Bluntly, this is garbage. It outright ignores several facts.

For one thing, there are hundreds of thousands of private corporations owned and controlled by Canadian resident individuals. Those corporations will be subject to the increased capital gains inclusion rate with no $250,000 annual phase-in. Because of the way passive income is taxed in these Canadian-controlled private corporations, the increased tax load on realized capital gains will be felt by individual shareholders on the dividend distribution required to recover certain refundable corporate taxes.

Furthermore, public corporations that have capital gains will pay tax at a higher inclusion rate and this results in higher corporate tax, which means decreased amounts are available to be paid out as dividends to individual shareholders (including those held by individuals’ pensions).

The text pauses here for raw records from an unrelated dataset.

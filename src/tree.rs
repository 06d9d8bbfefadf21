//! The aggregation tree: one level per discovered variable, lazily
//! materialized.
//!
//! Paths are vectors of value indices, one per depth. A free coordinate in a
//! pattern (`None`) matches every slot at that depth, the reserved one
//! included. Mutations recompute branch caches bottom-up along the touched
//! paths only.

use crate::node::{Branch, Env, Leaf, Node, Slot, Summary, Update};
use crate::schema::Schema;
use crate::traits::Utility;
use std::hash::Hash;

#[derive(Debug, Clone)]
pub(crate) struct AggregationTree<U> {
    root: Slot<U>,
    leaves_created: usize,
    synthetic_leaves_created: usize,
}

impl<U: Utility> AggregationTree<U> {
    pub fn new() -> Self {
        Self {
            root: Slot::Vacant,
            leaves_created: 0,
            synthetic_leaves_created: 0,
        }
    }

    pub fn is_pruned(&self) -> bool {
        self.root.is_pruned()
    }

    pub fn kill(&mut self) {
        self.root = Slot::Pruned;
    }

    pub fn leaves_created(&self) -> usize {
        self.leaves_created
    }

    pub fn synthetic_leaves_created(&self) -> usize {
        self.synthetic_leaves_created
    }

    /// Bring the root cache up to date and return it.
    pub fn refresh<V>(&mut self, env: &Env<'_, V, U>) -> Summary<U> {
        match &mut self.root {
            Slot::Vacant => Summary::vacant(),
            Slot::Pruned => Summary::exhausted(),
            Slot::Occupied(node) => node.summary(env),
        }
    }

    /// Push a report along every path matching `partial`, materializing
    /// vacant slots on the way. With `update == None` this only materializes.
    pub fn push<V: Clone + Eq + Hash>(
        &mut self,
        env: &Env<'_, V, U>,
        partial: &[Option<u32>],
        update: Option<&Update<U>>,
    ) {
        debug_assert_eq!(partial.len(), env.schema.len());
        let mut walk = Walk {
            env,
            partial,
            update,
            path: Vec::with_capacity(partial.len()),
            created: 0,
            synthetic: 0,
        };
        walk.visit(&mut self.root, 0, true);
        self.leaves_created += walk.created;
        self.synthetic_leaves_created += walk.synthetic;
    }

    /// A variable was inserted at depth 0: the old tree is copied under every
    /// slot of the new root.
    pub fn insert_root_level<V: Clone + Eq + Hash>(&mut self, env: &Env<'_, V, U>) {
        let old = std::mem::replace(&mut self.root, Slot::Vacant);
        if old.is_pruned() {
            self.root = Slot::Pruned;
            return;
        }
        let width = env.schema.branching(0);
        let slots = (0..width).map(|_| old.clone()).collect();
        self.root = Slot::Occupied(Node::Branch(Branch::from_slots(slots, true)));
        rebuild(&mut self.root, env, 0, true);
    }

    /// Value `index` was added to the variable at `depth`. The reserved slot's
    /// subtree becomes the new value's subtree; unless the reservation was
    /// dropped, a copy of it stays reserved.
    pub fn grow_domain<V: Clone + Eq + Hash>(
        &mut self,
        env: &Env<'_, V, U>,
        depth: usize,
        index: u32,
        reservation_dropped: bool,
    ) {
        grow(&mut self.root, env, 0, depth, index as usize, reservation_dropped);
    }

    /// The variable at `depth` lost its reserved slot.
    pub fn drop_reserved<V>(&mut self, env: &Env<'_, V, U>, depth: usize) {
        drop_last(&mut self.root, env, 0, depth);
    }

    /// Exhaust the subtree at `prefix` and propagate dead branches upward.
    pub fn prune<V>(&mut self, env: &Env<'_, V, U>, prefix: &[u32]) {
        prune(&mut self.root, env, 0, prefix);
    }

    /// Path to the leaf reached through the cached best-utility pointers.
    pub fn best_util_path(&self) -> Option<(Vec<u32>, &Leaf<U>)> {
        self.follow(Branch::best_util)
    }

    /// Path to the leaf reached through the cached best-bound pointers.
    pub fn best_bound_path(&self) -> Option<(Vec<u32>, &Leaf<U>)> {
        self.follow(Branch::best_bound)
    }

    fn follow(&self, pick: impl Fn(&Branch<U>) -> Option<usize>) -> Option<(Vec<u32>, &Leaf<U>)> {
        let mut path = Vec::new();
        let mut slot = &self.root;
        loop {
            match slot {
                Slot::Occupied(Node::Leaf(leaf)) => return Some((path, leaf)),
                Slot::Occupied(Node::Branch(b)) => {
                    let i = pick(b)?;
                    path.push(i as u32);
                    slot = &b.slots[i];
                }
                Slot::Vacant | Slot::Pruned => return None,
            }
        }
    }

    /// Some path matching `pattern` is vacant or ends in a leaf.
    pub fn path_alive(&self, pattern: &[Option<u32>]) -> bool {
        alive(&self.root, 0, pattern)
    }

    /// A path over known values matching `pattern` that is still alive,
    /// preferring one no report has touched yet.
    pub fn find_unused<V>(&self, schema: &Schema<V>, pattern: &[Option<u32>]) -> Option<Vec<u32>>
    where
        V: Clone + Eq + Hash,
    {
        [true, false].into_iter().find_map(|want_vacant| {
            let mut path = Vec::with_capacity(pattern.len());
            search(&self.root, schema, 0, pattern, &mut path, want_vacant).then_some(path)
        })
    }

    /// Best real leaf matching `pattern`, with its path and utility.
    pub fn best_under<V>(&self, env: &Env<'_, V, U>, pattern: &[Option<u32>]) -> Option<(Vec<u32>, U)> {
        let mut best = None;
        let mut path = Vec::with_capacity(pattern.len());
        best_under(&self.root, env, 0, pattern, &mut path, &mut best);
        best
    }

    pub fn count_leaves(&self) -> usize {
        count(&self.root)
    }
}

struct Walk<'e, 'a, V, U> {
    env: &'e Env<'a, V, U>,
    partial: &'e [Option<u32>],
    update: Option<&'e Update<U>>,
    path: Vec<u32>,
    created: usize,
    synthetic: usize,
}

impl<'e, 'a, V: Clone + Eq + Hash, U: Utility> Walk<'e, 'a, V, U> {
    fn visit(&mut self, slot: &mut Slot<U>, depth: usize, real: bool) {
        let levels = self.env.schema.len();
        if let Slot::Vacant = slot {
            if depth == levels {
                *slot = match self.env.make_leaf(&self.path, real) {
                    Some(leaf) => {
                        self.created += 1;
                        if !real {
                            self.synthetic += 1;
                        }
                        Slot::Occupied(Node::Leaf(leaf))
                    }
                    None => Slot::Pruned,
                };
                return;
            }
            *slot = Slot::Occupied(Node::Branch(Branch::new(
                self.env.schema.branching(depth),
                real,
            )));
        }
        let dead = match slot {
            Slot::Vacant | Slot::Pruned => false,
            Slot::Occupied(Node::Leaf(leaf)) => {
                if let Some(update) = self.update {
                    leaf.apply(self.env, &self.path, update);
                }
                false
            }
            Slot::Occupied(Node::Branch(b)) => {
                let range = match self.partial[depth] {
                    Some(i) => i as usize..i as usize + 1,
                    None => 0..b.slots.len(),
                };
                for i in range {
                    let child_real = real && !self.env.schema.is_reserved_slot(depth, i as u32);
                    self.path.push(i as u32);
                    self.visit(&mut b.slots[i], depth + 1, child_real);
                    self.path.pop();
                }
                b.recompute(self.env);
                b.all_pruned()
            }
        };
        if dead {
            *slot = Slot::Pruned;
        }
    }
}

/// Relabel `real` flags below `slot` and recompute every branch cache.
fn rebuild<V: Clone + Eq + Hash, U: Utility>(
    slot: &mut Slot<U>,
    env: &Env<'_, V, U>,
    depth: usize,
    real: bool,
) {
    match slot {
        Slot::Occupied(Node::Leaf(leaf)) => leaf.real = real,
        Slot::Occupied(Node::Branch(b)) => {
            b.real = real;
            for (i, child) in b.slots.iter_mut().enumerate() {
                let child_real = real && !env.schema.is_reserved_slot(depth, i as u32);
                rebuild(child, env, depth + 1, child_real);
            }
            b.recompute(env);
        }
        Slot::Vacant | Slot::Pruned => {}
    }
}

fn grow<V: Clone + Eq + Hash, U: Utility>(
    slot: &mut Slot<U>,
    env: &Env<'_, V, U>,
    depth: usize,
    target: usize,
    index: usize,
    reservation_dropped: bool,
) {
    let Slot::Occupied(Node::Branch(b)) = slot else {
        return;
    };
    if depth == target {
        let real = b.real;
        if reservation_dropped {
            rebuild(&mut b.slots[index], env, depth + 1, real);
        } else {
            let mut copy = b.slots[index].clone();
            rebuild(&mut copy, env, depth + 1, real);
            b.slots.insert(index, copy);
        }
    } else {
        for child in &mut b.slots {
            grow(child, env, depth + 1, target, index, reservation_dropped);
        }
    }
    b.recompute(env);
}

fn drop_last<V, U: Utility>(slot: &mut Slot<U>, env: &Env<'_, V, U>, depth: usize, target: usize) {
    let dead = match slot {
        Slot::Occupied(Node::Branch(b)) => {
            if depth == target {
                b.slots.pop();
            } else {
                for child in &mut b.slots {
                    drop_last(child, env, depth + 1, target);
                }
            }
            b.recompute(env);
            b.all_pruned()
        }
        _ => false,
    };
    if dead {
        *slot = Slot::Pruned;
    }
}

fn prune<V, U: Utility>(slot: &mut Slot<U>, env: &Env<'_, V, U>, depth: usize, prefix: &[u32]) {
    if depth == prefix.len() {
        *slot = Slot::Pruned;
        return;
    }
    let dead = match slot {
        Slot::Occupied(Node::Branch(b)) => {
            prune(&mut b.slots[prefix[depth] as usize], env, depth + 1, prefix);
            b.recompute(env);
            b.all_pruned()
        }
        _ => false,
    };
    if dead {
        *slot = Slot::Pruned;
    }
}

fn matches(pattern: &[Option<u32>], depth: usize, i: usize) -> bool {
    pattern[depth].map_or(true, |p| p as usize == i)
}

fn alive<U>(slot: &Slot<U>, depth: usize, pattern: &[Option<u32>]) -> bool {
    match slot {
        Slot::Pruned => false,
        Slot::Vacant | Slot::Occupied(Node::Leaf(_)) => true,
        Slot::Occupied(Node::Branch(b)) => b
            .slots
            .iter()
            .enumerate()
            .any(|(i, child)| matches(pattern, depth, i) && alive(child, depth + 1, pattern)),
    }
}

fn search<V: Clone + Eq + Hash, U>(
    slot: &Slot<U>,
    schema: &Schema<V>,
    depth: usize,
    pattern: &[Option<u32>],
    path: &mut Vec<u32>,
    want_vacant: bool,
) -> bool {
    match slot {
        Slot::Pruned => false,
        Slot::Vacant => {
            path.extend(pattern[depth..].iter().map(|p| p.unwrap_or(0)));
            true
        }
        Slot::Occupied(Node::Leaf(_)) => !want_vacant,
        Slot::Occupied(Node::Branch(b)) => {
            let known = schema.domain_len(schema.var_at(depth));
            for i in (0..known).filter(|&i| matches(pattern, depth, i)) {
                path.push(i as u32);
                if search(&b.slots[i], schema, depth + 1, pattern, path, want_vacant) {
                    return true;
                }
                path.pop();
            }
            false
        }
    }
}

fn best_under<V, U: Utility>(
    slot: &Slot<U>,
    env: &Env<'_, V, U>,
    depth: usize,
    pattern: &[Option<u32>],
    path: &mut Vec<u32>,
    best: &mut Option<(Vec<u32>, U)>,
) {
    match slot {
        Slot::Occupied(Node::Leaf(leaf)) if leaf.real => {
            let u = leaf.utility(env.objective, env.bounds);
            if env.objective.is_infeasible(u) {
                return;
            }
            let wins = best
                .as_ref()
                .map_or(true, |(_, b)| env.objective.better(u, *b));
            if wins {
                *best = Some((path.clone(), u));
            }
        }
        Slot::Occupied(Node::Branch(b)) => {
            for (i, child) in b.slots.iter().enumerate() {
                if matches(pattern, depth, i) {
                    path.push(i as u32);
                    best_under(child, env, depth + 1, pattern, path, best);
                    path.pop();
                }
            }
        }
        _ => {}
    }
}

fn count<U>(slot: &Slot<U>) -> usize {
    match slot {
        Slot::Occupied(Node::Leaf(_)) => 1,
        Slot::Occupied(Node::Branch(b)) => b.slots.iter().map(count).sum(),
        Slot::Vacant | Slot::Pruned => 0,
    }
}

The budget documents simply measured the number of corporations that reported capital gains in recent years and said it is 12.6 per cent of all corporations. That measurement is shallow and not the whole story, as described above.

Tax hit for cottages

There are also millions of Canadians who hold a second real estate property, either a cottage-type and/or rental property. Those properties will eventually be sold, with the probability that the gain will exceed the $250,000 threshold.

Upon death, an individual will often have their largest capital gains realized as a result of deemed dispositions that occur immediately prior to death. This will have the distinct possibility of capital gains that exceed $250,000.

And people who become non-residents of Canada — and that is increasing rapidly — have deemed dispositions of their assets (with some exceptions). They will face the distinct possibility that such gains will be more than $250,000.

The politics around the capital gains inclusion rate increase are pretty obvious. The government is planning for Canadian taxpayers to crystallize their inherent gains prior to the implementation date, especially corporations that will not have a $250,000 annual lower inclusion rate. For the current year, the government is projecting a $4.9-billion tax take. But next year, it dramatically drops to an estimated $1.3 billion.

This is a ridiculous way to shield the government’s tremendous spending and try to make them look like they are holding the line on their out-of-control deficits. The government is encouraging people to crystallize their gains and pay tax. That’s a hell of a fiscal plan.

There’s an old saying that tax should not wag the tail of the investment dog, but that is exactly what the government is encouraging Canadians to do in the name of raising short-term taxation revenues. It is simply wrong.

I hope the government has some second sober thoughts about the capital gains proposal, but I’m not holding my breath.